Artikel: Endlich! Jagd auf die Gaffer beginnt

16.07.2016

Es ist leider immer das Gleiche: Je schlimmer ein Unfall, umso mehr Schaulustige. Rettungskräfte verlieren wichtige Zeit, weil Zuschauer im Weg stehen. Oder es kommt zu Verkehrsbehinderungen, weil Gaffer ein Unglück unbedingt filmen wollen, wie am Mittwoch bei einem Unfall auf der A1. Damit könnte bald Schluss sein: Ein neuer Gesetzentwurf sieht Gefängnisstrafen für Gaffer vor.(von Hasan Gökkaya und Rüdiger Gaertner, Hamburger Morgenpost, 15. Juli 2016)
Artikel: Endlich! Jagd auf die Gaffer beginnt

Vermutlich eine Unachtsamkeit hat einen 73-Jährigen in Lebensgefahr gebracht. Der Trucker fuhr auf der A1 in Regesbostel (Landkreis Harburg) auf einen Lkw auf – der Aufprall war so stark, dass die Fahrerkabine zusammengepresst wurde. Die Feuerwehr brauchte zwei Stunden, um den Schwerverletzten mit einer hydraulischen Schere zu befreien. Während der Rettungsarbeiten kam es zu Verkehrsbehinderungen – weil Gaffer abbremsten, um den Schwerverletzten zu filmen. Die Autobahnpolizei ergriff daraufhin ungewöhnliche Maßnahmen:

Sie stellte eine Kamera auf und filmte auf der Gegenfahrbahn die vorbeifahrenden Schaulustigen. Die Auswertung liegt noch nicht vor, doch wer am Steuer saß und gleichzeitig mit Handyaufnahmen beschäftigt war, kann mit einer Anzeige rechnen. Allerdings nicht wegen Gaffens, sondern Verkehrsgefährdung.
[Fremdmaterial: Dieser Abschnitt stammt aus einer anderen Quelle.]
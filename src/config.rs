use crate::error::XBridgeError;
use crate::exchange::ExchangeConfig;
use crate::wallet::ChainParams;
use serde::{Deserialize, Serialize};
use std::env;
use std::time::Duration;

/// Service configuration
#[derive(Debug, Clone, Serialize, Deserialize)]
pub struct Config {
    /// HTTP server host (default: 0.0.0.0)
    pub host: String,

    /// HTTP server port (default: 3000)
    pub port: u16,

    /// Archive database URL (default: sqlite://xbridge.db)
    pub database_url: String,

    /// Log level (default: info)
    pub log_level: String,

    /// CORS allowed origins (comma-separated)
    pub cors_origins: Vec<String>,

    /// Order book snapshot file (default: orders.dat)
    pub snapshot_path: String,

    /// Debounce interval for snapshot writes (default: 30)
    pub save_interval_secs: u64,

    /// Coordinator tick cadence (default: 60)
    pub tick_interval_secs: u64,

    /// Terminal-order retention before archival (default: 900)
    pub retention_secs: u64,

    /// Required gap between taker and maker lock times. No default; the
    /// engine refuses to start without it.
    pub safety_margin_secs: u64,

    /// Counter-order amount tolerance in basis points (default: 0)
    pub amount_tolerance_bps: u64,

    /// Bounded retries for transient signing failures (default: 3)
    pub sign_retry_limit: u32,

    /// Chains configuration (JSON array)
    pub chains: Vec<ChainParams>,
}

impl Config {
    /// Load configuration from environment variables
    pub fn from_env() -> Result<Self, XBridgeError> {
        dotenvy::dotenv().ok();

        let host = env::var("HOST").unwrap_or_else(|_| "0.0.0.0".to_string());
        let port = env::var("PORT")
            .unwrap_or_else(|_| "3000".to_string())
            .parse()
            .map_err(|e| XBridgeError::Other(anyhow::anyhow!("Invalid PORT: {}", e)))?;

        let database_url =
            env::var("DATABASE_URL").unwrap_or_else(|_| "sqlite://xbridge.db".to_string());

        let log_level = env::var("LOG_LEVEL").unwrap_or_else(|_| "info".to_string());

        let cors_origins = env::var("CORS_ORIGINS")
            .unwrap_or_else(|_| "*".to_string())
            .split(',')
            .map(|s| s.trim().to_string())
            .collect();

        let snapshot_path = env::var("SNAPSHOT_PATH").unwrap_or_else(|_| "orders.dat".to_string());

        let save_interval_secs = env::var("SAVE_INTERVAL_SECS")
            .unwrap_or_else(|_| "30".to_string())
            .parse()
            .map_err(|e| XBridgeError::Other(anyhow::anyhow!("Invalid SAVE_INTERVAL_SECS: {}", e)))?;

        let tick_interval_secs = env::var("TICK_INTERVAL_SECS")
            .unwrap_or_else(|_| "60".to_string())
            .parse()
            .map_err(|e| XBridgeError::Other(anyhow::anyhow!("Invalid TICK_INTERVAL_SECS: {}", e)))?;

        let retention_secs = env::var("RETENTION_SECS")
            .unwrap_or_else(|_| "900".to_string())
            .parse()
            .map_err(|e| XBridgeError::Other(anyhow::anyhow!("Invalid RETENTION_SECS: {}", e)))?;

        // the lock-time safety margin is deliberately not defaulted
        let safety_margin_secs = env::var("SAFETY_MARGIN_SECS")
            .map_err(|_| {
                XBridgeError::Other(anyhow::anyhow!(
                    "SAFETY_MARGIN_SECS environment variable is required"
                ))
            })?
            .parse()
            .map_err(|e| {
                XBridgeError::Other(anyhow::anyhow!("Invalid SAFETY_MARGIN_SECS: {}", e))
            })?;

        let amount_tolerance_bps = env::var("AMOUNT_TOLERANCE_BPS")
            .unwrap_or_else(|_| "0".to_string())
            .parse()
            .map_err(|e| {
                XBridgeError::Other(anyhow::anyhow!("Invalid AMOUNT_TOLERANCE_BPS: {}", e))
            })?;

        let sign_retry_limit = env::var("SIGN_RETRY_LIMIT")
            .unwrap_or_else(|_| "3".to_string())
            .parse()
            .map_err(|e| XBridgeError::Other(anyhow::anyhow!("Invalid SIGN_RETRY_LIMIT: {}", e)))?;

        // Parse chains from JSON array
        let chains_json = env::var("CHAINS").map_err(|_| {
            XBridgeError::Other(anyhow::anyhow!("CHAINS environment variable is required"))
        })?;

        let chains: Vec<ChainParams> = serde_json::from_str(&chains_json)
            .map_err(|e| XBridgeError::Other(anyhow::anyhow!("Invalid CHAINS JSON: {}", e)))?;

        if chains.is_empty() {
            return Err(XBridgeError::Other(anyhow::anyhow!(
                "At least one chain must be configured"
            )));
        }
        for chain in &chains {
            if chain.block_time_secs == 0 {
                return Err(XBridgeError::Other(anyhow::anyhow!(
                    "Chain {} has a zero block time",
                    chain.symbol
                )));
            }
        }

        Ok(Config {
            host,
            port,
            database_url,
            log_level,
            cors_origins,
            snapshot_path,
            save_interval_secs,
            tick_interval_secs,
            retention_secs,
            safety_margin_secs,
            amount_tolerance_bps,
            sign_retry_limit,
            chains,
        })
    }

    /// Get server address
    pub fn server_address(&self) -> String {
        format!("{}:{}", self.host, self.port)
    }

    /// Coordinator configuration derived from the service settings.
    pub fn exchange_config(&self) -> ExchangeConfig {
        let mut config = ExchangeConfig::new(self.safety_margin_secs);
        config.amount_tolerance_bps = self.amount_tolerance_bps;
        config.sign_retry_limit = self.sign_retry_limit;
        config.tick_interval = Duration::from_secs(self.tick_interval_secs);
        config.retention = Duration::from_secs(self.retention_secs);
        config
    }
}
//! # XBridge
//!
//! A cross-chain atomic trading engine: two parties, each controlling funds
//! on a different blockchain, exchange value without a trusted intermediary
//! using hash/time-locked contracts.
//!
//! ## Overview
//!
//! Orders are announced over a transport seam, matched FIFO by the
//! [`Exchange`] coordinator, and each matched pair is driven through the
//! swap protocol by a [`session::SwapSession`]: the maker locks funds under
//! an HTLC on their chain, the taker mirrors it with a strictly shorter
//! lock time, the taker's claim reveals the secret, and the maker redeems
//! with it. The open-order book is snapshotted to disk with a debounced
//! write policy; terminal orders age into a SQLite archive.
//!
//! Per-chain transaction construction and signing live behind the
//! [`wallet::WalletConnector`] capability set, with the node RPC boundary
//! abstracted by [`rpc::ChainRpc`].
//!
//! ## Example
//!
//! ```no_run
//! use std::sync::Arc;
//! use xbridge::{Exchange, ExchangeConfig, LocalTransport, OrderStore};
//!
//! #[tokio::main]
//! async fn main() -> anyhow::Result<()> {
//!     let store = Arc::new(OrderStore::new("orders.dat"));
//!     let transport = Arc::new(LocalTransport::default());
//!     let exchange = Arc::new(Exchange::new(
//!         ExchangeConfig::new(900), // lock-time safety margin, seconds
//!         store.clone(),
//!         transport,
//!     ));
//!
//!     // register one WalletConnector per tradeable chain here, then:
//!     exchange.restore(store.read()?).await;
//!     exchange.run().await?;
//!     Ok(())
//! }
//! ```

pub mod api;
pub mod config;
pub mod crypto;
pub mod db;
pub mod error;
pub mod exchange;
pub mod order;
pub mod rpc;
pub mod session;
pub mod store;
pub mod transport;
pub mod types;
pub mod wallet;

pub use api::AppState;
pub use config::Config;
pub use db::Database;
pub use error::{Result, XBridgeError};
pub use exchange::{Exchange, ExchangeConfig};
pub use order::{FailureReason, Order, OrderId, OrderState};
pub use session::{SessionConfig, SwapSession};
pub use store::OrderStore;
pub use transport::{LocalTransport, Transport};
pub use types::{Asset, CurrencyPair};
pub use wallet::{BchWalletConnector, BtcWalletConnector, WalletConnector};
Hier wird das Dilemma deutlich: Rettungskräfte appellieren seit Jahren, weil Schaulustige immer dreister werden. Sie filmen blutende Opfer und Tote, um die Aufnahmen ihren Freunden zu schicken oder auf sozialen Netzwerken zu teilen. „Manchmal haben die Sanitäter nicht genug Platz, um das Rettungsgerät abzulegen“, sagt ein Feuerwehrmann. Das Problem: Wer nicht randaliert, hat in der Regel nicht mehr als einen Platzverweis zu befürchten. Denn mehr gibt die Gesetzeslage nicht her – bisher!

Doch jetzt tut sich was – und zwar in Berlin: Der Bundesrat hat nämlich auf Initiative von Niedersachsen einem Gesetzentwurf zugestimmt. Demnach gilt: Wer Helfer am Unfallort behindert, kann mit einer Geld- oder Gefängnisstrafe von bis zu einem Jahr rechnen. Auch der Versuch Opfer und Unfallstellen zu fotografieren soll bereits strafbar sein. Bisher kann ein Strafverfahren gegen Gaffer nur eingeleitet werden, wenn sie Retter behindern und sich gewalttätig weigern Platz zu machen. Die Bundesregierung und der Bundestag müssen dem Entwurf noch zustimmen.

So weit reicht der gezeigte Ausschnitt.